= Beginning of Section =

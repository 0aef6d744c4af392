//! Event handling for the TUI
//!
//! Keys become messages (msg.rs); messages become App calls here.

use crossterm::event::{KeyEvent, KeyEventKind};

use super::app::App;
use super::msg::{is_drag, is_quit, key_to_msg, Msg};

/// Handle a key event, returns true if app should quit
pub fn handle_event(app: &mut App, key: KeyEvent) -> bool {
    // Windows reports releases too
    if key.kind == KeyEventKind::Release {
        return false;
    }
    let msg = key_to_msg(key.code, key.modifiers, app.input_mode());
    update(app, msg)
}

/// Apply one message. Returns true if the app should quit.
pub fn update(app: &mut App, msg: Msg) -> bool {
    if is_quit(&msg) {
        if app.drag.is_some() {
            app.cancel_drag();
        }
        return true;
    }
    if is_drag(&msg) {
        tracing::trace!(?msg, "drag input");
    }

    match msg {
        // Navigation
        Msg::FocusLeft => app.focus_left(),
        Msg::FocusRight => app.focus_right(),
        Msg::FocusUp => app.focus_up(),
        Msg::FocusDown => app.focus_down(),

        // Views
        Msg::NextView => app.switch_view(app.view.toggle()),
        Msg::SwitchToView(view) => app.switch_view(view),
        Msg::ToggleLayout => app.toggle_layout(),

        // Board actions
        Msg::AddTask => app.add_task(),
        Msg::AddContext => app.add_context(),
        Msg::OpenEditor => app.open_editor(),
        Msg::DeleteTask => app.delete_focused(),
        Msg::CycleStatus => app.cycle_status(),
        Msg::RenameColumn => app.start_rename(),
        Msg::Refresh => {
            if let Err(e) = app.refresh() {
                app.set_status(format!("Refresh failed: {:#}", e));
            } else {
                app.show_refresh_indicator();
            }
        }

        // Drag
        Msg::PickUp => app.pick_up(),
        Msg::DragLeft => app.drag_step(-1, 0),
        Msg::DragRight => app.drag_step(1, 0),
        Msg::DragUp => app.drag_step(0, -1),
        Msg::DragDown => app.drag_step(0, 1),
        Msg::Drop => app.drop_card(),
        Msg::CancelDrag => app.cancel_drag(),

        // Editor and prompt
        Msg::Input(c) => {
            if let Some(editor) = app.editor.as_mut() {
                editor.input(c);
            } else if let Some(prompt) = app.rename.as_mut() {
                prompt.input.push(c);
            }
        }
        Msg::Backspace => {
            if let Some(editor) = app.editor.as_mut() {
                editor.backspace();
            } else if let Some(prompt) = app.rename.as_mut() {
                prompt.input.pop();
            }
        }
        Msg::NextField => {
            if let Some(editor) = app.editor.as_mut() {
                editor.next_field();
            }
        }
        Msg::PrevField => {
            if let Some(editor) = app.editor.as_mut() {
                editor.prev_field();
            }
        }
        Msg::ChoicePrev => {
            if let Some(editor) = app.editor.as_mut() {
                editor.cycle(false);
            }
        }
        Msg::ChoiceNext => {
            if let Some(editor) = app.editor.as_mut() {
                editor.cycle(true);
            }
        }
        Msg::Confirm => {
            if app.editor.is_some() {
                app.save_editor();
            } else {
                app.confirm_rename();
            }
        }
        Msg::EditorDelete => app.delete_from_editor(),
        Msg::CloseModal => app.close_modal(),

        Msg::ToggleHelp => app.show_help = !app.show_help,

        Msg::Quit | Msg::Noop => {}
    }
    false
}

= End of Section =

ACTION ITEM —
After counting the lines of the records above that hold the word "prompt", give the total and nothing else.

SOLUTION —
5